Perl - Getting a Unicode Character's Hex Codepoint
Posted in perl, unicode Fri, 29 Sep 2006 18:00:00 GMT
I recently responded to someone asking how to get a Unicode hex codepoint from a Unicode literal on DevShed Forums. Since I think it may be more generally useful, here's my solution. The following function takes a unicode literal, converts it to a decimal representation using unpack and then converts it to hex usning sprintf:
sub codepoint_hex {
if (my $char = shift) {
return sprintf '%2.2x', unpack('U0U*', $char);
}
}
my $cp = codepoint_hex('カ'); # eq '30ab'
Using unpack is a nice solution here because the U0 option will require the literal to be strict UTF-8, aka utf-8-strict and not Perl's liberal utf8 version. It throws a warning if the literal is not valid UTF-8. The other nice thing about using unpack is it works whether the UTF-8 flag is on or not, removing one check.

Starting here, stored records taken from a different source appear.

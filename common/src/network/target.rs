//! # Scan Target Model
//!
//! Parses the address-range expression given on the command line.
//!
//! A spec is exactly one of:
//! * A CIDR block (e.g., `192.168.1.0/24`).
//! * A last-octet range (e.g., `192.168.1.1-254`).
//! * A single IPv4 address (e.g., `192.168.1.5`).
//!
//! Notations never mix within a spec. Parsing never touches the network and
//! never resolves hostnames.

use std::fmt;
use std::net::Ipv4Addr;
use std::str::FromStr;

use crate::error::InvalidRangeSpec;
use crate::network::range::{self, Ipv4Range};

/// Largest expansion accepted, one /16 worth of addresses.
pub const MAX_CANDIDATES: u64 = 65_536;

/// The shape a range spec resolves to.
#[derive(Clone, Copy, Debug, PartialEq, Eq)]
pub enum Target {
    /// A single host.
    Host { target_addr: Ipv4Addr },
    /// A span produced by CIDR or dash notation.
    Range { ipv4_range: Ipv4Range },
}

impl Target {
    fn len(&self) -> u64 {
        match self {
            Target::Host { .. } => 1,
            Target::Range { ipv4_range } => ipv4_range.len(),
        }
    }
}

impl FromStr for Target {
    type Err = InvalidRangeSpec;

    /// The first matching form wins: anything containing `/` is CIDR, then
    /// anything containing `-` is a dash range, everything else must be a
    /// plain address.
    fn from_str(s: &str) -> Result<Self, Self::Err> {
        if s.contains('/') {
            return parse_cidr_range(s);
        }
        if s.contains('-') {
            return parse_ip_range(s);
        }
        parse_host(s)
    }
}

/// A parsed, validated range spec.
#[derive(Clone, Debug, PartialEq, Eq)]
pub struct AddressRange {
    spec: String,
    target: Target,
}

impl AddressRange {
    pub fn target(&self) -> Target {
        self.target
    }

    /// Candidate addresses in ascending order.
    pub fn candidates(&self) -> Vec<Ipv4Addr> {
        match self.target {
            Target::Host { target_addr } => vec![target_addr],
            Target::Range { ipv4_range } => ipv4_range.to_iter().collect(),
        }
    }
}

impl fmt::Display for AddressRange {
    fn fmt(&self, f: &mut fmt::Formatter<'_>) -> fmt::Result {
        f.write_str(&self.spec)
    }
}

impl FromStr for AddressRange {
    type Err = InvalidRangeSpec;

    fn from_str(s: &str) -> Result<Self, Self::Err> {
        let spec = s.trim();
        if spec.is_empty() {
            return Err(InvalidRangeSpec::new(s, "empty range spec"));
        }

        let target = Target::from_str(spec)?;
        let total = target.len();
        if total > MAX_CANDIDATES {
            return Err(InvalidRangeSpec::new(
                spec,
                format!("expands to {total} addresses, the limit is {MAX_CANDIDATES}"),
            ));
        }

        Ok(Self {
            spec: spec.to_string(),
            target,
        })
    }
}

/// Parses `spec` straight into its candidate addresses.
pub fn parse(spec: &str) -> Result<Vec<Ipv4Addr>, InvalidRangeSpec> {
    spec.parse::<AddressRange>().map(|range| range.candidates())
}

/// Parses a single IPv4 address.
fn parse_host(s: &str) -> Result<Target, InvalidRangeSpec> {
    s.parse::<Ipv4Addr>()
        .map(|target_addr| Target::Host { target_addr })
        .map_err(|e| InvalidRangeSpec::new(s, format!("not an IPv4 address: {e}")))
}

/// Parses a last-octet range like "192.168.1.1-254".
fn parse_ip_range(s: &str) -> Result<Target, InvalidRangeSpec> {
    let Some((base, last)) = s.rsplit_once('.') else {
        return Err(InvalidRangeSpec::new(s, "expected a.b.c.start-end"));
    };
    let Some((start_str, end_str)) = last.split_once('-') else {
        return Err(InvalidRangeSpec::new(
            s,
            "the range must be in the last octet, as in a.b.c.start-end",
        ));
    };

    let base_octets: Vec<u8> = base
        .split('.')
        .map(|octet| parse_octet(octet, s))
        .collect::<Result<_, _>>()?;
    let [a, b, c] = base_octets[..] else {
        return Err(InvalidRangeSpec::new(
            s,
            format!("expected 3 leading octets, found {}", base_octets.len()),
        ));
    };

    let start = parse_octet(start_str, s)?;
    let end = parse_octet(end_str, s)?;
    if start > end {
        return Err(InvalidRangeSpec::new(
            s,
            format!("range start {start} is greater than end {end}"),
        ));
    }

    let ipv4_range = Ipv4Range::new(Ipv4Addr::new(a, b, c, start), Ipv4Addr::new(a, b, c, end));
    Ok(Target::Range { ipv4_range })
}

/// Parses CIDR notation like "192.168.1.0/24".
fn parse_cidr_range(s: &str) -> Result<Target, InvalidRangeSpec> {
    let Some((ip_str, prefix_str)) = s.split_once('/') else {
        return Err(InvalidRangeSpec::new(s, "expected address/prefix"));
    };

    let ipv4_addr = ip_str
        .parse::<Ipv4Addr>()
        .map_err(|e| InvalidRangeSpec::new(s, format!("invalid IP in CIDR '{ip_str}': {e}")))?;

    if prefix_str.is_empty() || !prefix_str.bytes().all(|b| b.is_ascii_digit()) {
        return Err(InvalidRangeSpec::new(
            s,
            format!("invalid prefix in CIDR '{prefix_str}'"),
        ));
    }
    let prefix = prefix_str
        .parse::<u8>()
        .map_err(|e| InvalidRangeSpec::new(s, format!("invalid prefix in CIDR '{prefix_str}': {e}")))?;

    let ipv4_range =
        range::cidr_hosts(ipv4_addr, prefix).map_err(|e| InvalidRangeSpec::new(s, e.to_string()))?;

    Ok(Target::Range { ipv4_range })
}

/// Decimal octet in [0, 255], spelled the way `Ipv4Addr` accepts it: no
/// signs, no whitespace, no leading zeros.
fn parse_octet(octet: &str, original_s: &str) -> Result<u8, InvalidRangeSpec> {
    if octet.is_empty() || !octet.bytes().all(|b| b.is_ascii_digit()) {
        return Err(InvalidRangeSpec::new(
            original_s,
            format!("'{octet}' is not a decimal octet"),
        ));
    }
    if octet.len() > 1 && octet.starts_with('0') {
        return Err(InvalidRangeSpec::new(
            original_s,
            format!("octet '{octet}' has a leading zero"),
        ));
    }
    octet
        .parse::<u8>()
        .map_err(|_| InvalidRangeSpec::new(original_s, format!("octet {octet} is out of range")))
}

// ╔════════════════════════════════════════════╗
// ║ ████████╗███████╗███████╗████████╗███████╗ ║
// ║ ╚══██╔══╝██╔════╝██╔════╝╚══██╔══╝██╔════╝ ║
// ║    ██║   █████╗  ███████╗   ██║   ███████╗ ║
// ║    ██║   ██╔══╝  ╚════██║   ██║   ╚════██║ ║
// ║    ██║   ███████╗███████║   ██║   ███████║ ║
// ║    ╚═╝   ╚══════╝╚══════╝   ╚═╝   ╚══════╝ ║
// ╚════════════════════════════════════════════╝
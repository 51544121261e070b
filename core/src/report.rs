//! Renders a [`ScanResult`] as a plain-text summary and as the configuration
//! fragment consumed by the `hass_cozylife_local_pull` integration.
//!
//! The fragment's keys (`serial_number`, `alias`, `ip`) and nesting are read by
//! that integration's config loader and must not change.

use std::fmt::Write;

use cozyscan_common::config::FragmentFormat;
use cozyscan_common::network::device::DiscoveredDevice;
use serde_json::{Map, Value};

use crate::scanner::ScanResult;

pub const INTEGRATION_KEY: &str = "hass_cozylife_local_pull";
pub const DEFAULT_LANG: &str = "en";

#[derive(Debug, Clone, PartialEq, Eq)]
pub struct Report {
    pub summary_text: String,
    pub config_fragment: String,
}

/// One `devices` entry of the fragment.
#[derive(Debug, Clone, PartialEq, Eq)]
pub struct DeviceEntry {
    pub serial_number: String,
    pub alias: String,
    /// The dialed address, which is where the control client connects.
    pub ip: String,
}

impl From<&DiscoveredDevice> for DeviceEntry {
    fn from(device: &DiscoveredDevice) -> Self {
        Self {
            serial_number: device.serial.clone(),
            alias: device.alias(),
            ip: device.address.to_string(),
        }
    }
}

pub fn format(result: &ScanResult, fragment_format: FragmentFormat) -> Report {
    let entries = device_entries(result);
    let config_fragment = match fragment_format {
        FragmentFormat::Yaml => yaml_fragment(&entries),
        FragmentFormat::Json => json_fragment(&entries),
    };

    Report {
        summary_text: summary_text(result),
        config_fragment,
    }
}

/// Fragment entries ordered by address.
pub fn device_entries(result: &ScanResult) -> Vec<DeviceEntry> {
    sorted_devices(result).into_iter().map(DeviceEntry::from).collect()
}

fn sorted_devices(result: &ScanResult) -> Vec<&DiscoveredDevice> {
    let mut devices: Vec<&DiscoveredDevice> = result.devices.iter().collect();
    devices.sort_by_key(|device| device.address);
    devices
}

fn summary_text(result: &ScanResult) -> String {
    let mut out = String::new();
    let _ = writeln!(
        out,
        "Scanned {} IP address(es) for CozyLife devices",
        result.scanned()
    );

    let mut outcomes = result.outcomes.clone();
    outcomes.sort_by_key(|event| event.address);
    for event in &outcomes {
        let marker = if event.found { "✓ FOUND" } else { "✗" };
        let _ = writeln!(out, "  {} {marker}", event.address);
    }

    let _ = writeln!(out);
    let _ = write!(
        out,
        "Scan complete. Found {} CozyLife device(s)",
        result.devices.len()
    );
    if result.failures > 0 {
        let _ = write!(out, ", {} probe(s) failed locally", result.failures);
    }
    if result.interrupted {
        let _ = write!(out, " (interrupted)");
    }
    let _ = writeln!(out);

    for (idx, device) in sorted_devices(result).into_iter().enumerate() {
        let _ = writeln!(out);
        let _ = writeln!(out, "[{idx}] {}", device.address);
        let _ = writeln!(out, "    Serial Number: {}", device.serial);
        let _ = writeln!(out, "    Product ID: {}", device.product_id);
        if let Some(mac) = &device.mac {
            let _ = writeln!(out, "    MAC: {mac}");
        }
        let _ = writeln!(out, "    IP: {}", device.ip);
    }

    out
}

fn yaml_fragment(entries: &[DeviceEntry]) -> String {
    let mut out = String::new();
    let _ = writeln!(out, "{INTEGRATION_KEY}:");
    let _ = writeln!(out, "  lang: {DEFAULT_LANG}");
    if entries.is_empty() {
        let _ = writeln!(out, "  devices: []");
        return out;
    }

    let _ = writeln!(out, "  devices:");
    for entry in entries {
        let _ = writeln!(out, "    - serial_number: {}", yaml_scalar(&entry.serial_number));
        let _ = writeln!(out, "      alias: {}", yaml_scalar(&entry.alias));
        let _ = writeln!(out, "      ip: {}", yaml_scalar(&entry.ip));
    }
    out
}

fn json_fragment(entries: &[DeviceEntry]) -> String {
    let devices: Vec<Value> = entries
        .iter()
        .map(|entry| {
            let mut device = Map::new();
            device.insert("serial_number".into(), entry.serial_number.clone().into());
            device.insert("alias".into(), entry.alias.clone().into());
            device.insert("ip".into(), entry.ip.clone().into());
            Value::Object(device)
        })
        .collect();

    let mut section = Map::new();
    section.insert("lang".into(), DEFAULT_LANG.into());
    section.insert("devices".into(), Value::Array(devices));

    let mut root = Map::new();
    root.insert(INTEGRATION_KEY.into(), Value::Object(section));

    format!("{:#}\n", Value::Object(root))
}

/// Plain scalar when a YAML 1.1 loader reads it back as the same string,
/// double-quoted otherwise.
fn yaml_scalar(value: &str) -> String {
    let plain = !value.is_empty()
        && !value.starts_with(['-', '.'])
        && value
            .chars()
            .all(|c| c.is_ascii_alphanumeric() || matches!(c, '_' | '-' | '.' | ':'))
        && !value.ends_with(':')
        && !value.contains(": ")
        && !resolves_to_non_string(value);
    if plain {
        return value.to_string();
    }
    // JSON string syntax is a valid YAML double-quoted scalar
    Value::String(value.to_string()).to_string()
}

/// Bool and null words, and anything shaped like an int or float
/// (`12345`, `0123`, `1:20`, `1.5e3`). Dotted quads stay strings.
fn resolves_to_non_string(value: &str) -> bool {
    const KEYWORDS: [&str; 9] = ["y", "n", "yes", "no", "true", "false", "on", "off", "null"];
    if KEYWORDS.iter().any(|word| value.eq_ignore_ascii_case(word)) {
        return true;
    }
    value.starts_with(|c: char| c.is_ascii_digit()) && value.matches('.').count() <= 1
}

// ╔════════════════════════════════════════════╗
// ║ ████████╗███████╗███████╗████████╗███████╗ ║
// ║ ╚══██╔══╝██╔════╝██╔════╝╚══██╔══╝██╔════╝ ║
// ║    ██║   █████╗  ███████╗   ██║   ███████╗ ║
// ║    ██║   ██╔══╝  ╚════██║   ██║   ╚════██║ ║
// ║    ██║   ███████╗███████║   ██║   ███████║ ║
// ║    ╚═╝   ╚══════╝╚══════╝   ╚═╝   ╚══════╝ ║
// ╚════════════════════════════════════════════╝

An alternate way to get the decimal representation from the literal is to use ord instead of unpack, but ord requires the UTF-8 flag to be on. This can be turned on with Encode::_utf_on but that just turns the flag on without checking for strict UTF-8 so you'll have to do that with another check.
Update: miyagawa just showed me how to use ord with Encode:
use Encode;
sub codepoint_hex {
sprintf "%04x", ord Encode::decode("UTF-8", shift);
}


















If you need the character names from the code number, look at the charnames module.